• [GOAL OF THE EXERCISE]
For the word "France", return each line of the data in which it occurs.

═════ INPUT FOR THIS TASK

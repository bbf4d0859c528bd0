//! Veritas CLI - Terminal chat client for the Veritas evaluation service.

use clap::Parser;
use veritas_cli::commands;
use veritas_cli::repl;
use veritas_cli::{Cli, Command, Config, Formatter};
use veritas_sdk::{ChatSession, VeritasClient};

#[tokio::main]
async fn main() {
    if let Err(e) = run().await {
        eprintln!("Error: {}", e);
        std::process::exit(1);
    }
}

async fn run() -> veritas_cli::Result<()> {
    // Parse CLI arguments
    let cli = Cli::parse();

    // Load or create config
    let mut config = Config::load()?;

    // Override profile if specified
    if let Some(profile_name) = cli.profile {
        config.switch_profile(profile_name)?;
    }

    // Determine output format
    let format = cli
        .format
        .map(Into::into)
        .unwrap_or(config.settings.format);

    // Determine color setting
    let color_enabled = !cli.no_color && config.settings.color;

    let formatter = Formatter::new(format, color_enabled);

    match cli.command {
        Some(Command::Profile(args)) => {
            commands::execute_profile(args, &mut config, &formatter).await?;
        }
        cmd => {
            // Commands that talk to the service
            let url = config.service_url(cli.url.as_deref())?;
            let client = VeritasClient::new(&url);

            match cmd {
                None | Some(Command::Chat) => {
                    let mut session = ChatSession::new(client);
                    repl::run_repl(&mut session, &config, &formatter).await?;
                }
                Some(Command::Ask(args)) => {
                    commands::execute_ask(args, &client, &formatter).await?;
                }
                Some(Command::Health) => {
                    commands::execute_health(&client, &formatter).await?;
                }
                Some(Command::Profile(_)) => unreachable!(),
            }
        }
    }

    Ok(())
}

══════════
═════ INPUT FOR THIS TASK

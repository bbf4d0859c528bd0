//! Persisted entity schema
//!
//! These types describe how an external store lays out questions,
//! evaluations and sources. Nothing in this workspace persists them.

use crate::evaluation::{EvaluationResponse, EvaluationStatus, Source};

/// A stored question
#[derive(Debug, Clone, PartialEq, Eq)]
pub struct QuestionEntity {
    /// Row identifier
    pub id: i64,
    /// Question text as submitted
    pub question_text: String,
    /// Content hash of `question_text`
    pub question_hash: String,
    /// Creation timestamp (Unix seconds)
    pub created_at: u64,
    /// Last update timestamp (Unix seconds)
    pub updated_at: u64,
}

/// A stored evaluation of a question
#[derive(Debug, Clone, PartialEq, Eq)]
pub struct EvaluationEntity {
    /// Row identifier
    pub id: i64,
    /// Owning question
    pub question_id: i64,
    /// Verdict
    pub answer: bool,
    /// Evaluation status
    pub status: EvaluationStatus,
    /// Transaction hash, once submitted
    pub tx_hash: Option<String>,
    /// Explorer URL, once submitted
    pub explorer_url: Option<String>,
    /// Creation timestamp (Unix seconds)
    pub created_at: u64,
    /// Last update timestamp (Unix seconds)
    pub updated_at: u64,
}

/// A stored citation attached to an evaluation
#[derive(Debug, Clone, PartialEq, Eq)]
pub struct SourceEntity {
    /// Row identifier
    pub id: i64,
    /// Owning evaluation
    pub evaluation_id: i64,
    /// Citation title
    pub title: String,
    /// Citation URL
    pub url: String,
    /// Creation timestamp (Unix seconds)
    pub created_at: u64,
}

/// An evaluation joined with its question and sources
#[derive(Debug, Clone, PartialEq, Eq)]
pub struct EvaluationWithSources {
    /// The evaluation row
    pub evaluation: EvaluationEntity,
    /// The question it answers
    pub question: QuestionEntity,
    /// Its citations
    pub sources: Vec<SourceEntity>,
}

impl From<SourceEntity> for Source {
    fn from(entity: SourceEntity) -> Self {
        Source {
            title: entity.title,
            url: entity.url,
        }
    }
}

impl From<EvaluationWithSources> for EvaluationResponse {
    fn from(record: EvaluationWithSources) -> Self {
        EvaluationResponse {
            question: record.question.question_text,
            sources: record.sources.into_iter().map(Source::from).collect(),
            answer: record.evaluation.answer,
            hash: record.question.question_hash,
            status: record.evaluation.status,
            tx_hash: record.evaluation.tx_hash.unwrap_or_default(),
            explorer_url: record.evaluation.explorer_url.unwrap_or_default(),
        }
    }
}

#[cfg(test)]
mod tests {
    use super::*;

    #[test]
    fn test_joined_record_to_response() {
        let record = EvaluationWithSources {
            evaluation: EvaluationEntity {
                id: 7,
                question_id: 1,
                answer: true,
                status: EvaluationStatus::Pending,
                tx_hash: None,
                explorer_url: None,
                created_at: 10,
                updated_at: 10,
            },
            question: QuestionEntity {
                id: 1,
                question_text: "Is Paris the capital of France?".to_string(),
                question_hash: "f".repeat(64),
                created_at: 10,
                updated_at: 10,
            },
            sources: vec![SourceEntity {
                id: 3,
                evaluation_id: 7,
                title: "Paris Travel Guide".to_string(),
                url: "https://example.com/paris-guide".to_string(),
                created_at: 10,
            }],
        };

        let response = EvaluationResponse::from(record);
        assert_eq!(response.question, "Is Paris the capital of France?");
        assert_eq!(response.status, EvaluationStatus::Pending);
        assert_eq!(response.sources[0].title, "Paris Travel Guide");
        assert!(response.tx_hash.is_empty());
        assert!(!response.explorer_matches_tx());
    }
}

══════════

• [EXERCISE RESULT]
                question_text: "Is Paris the capital of France?".to_string(),
        assert_eq!(response.question, "Is Paris the capital of France?");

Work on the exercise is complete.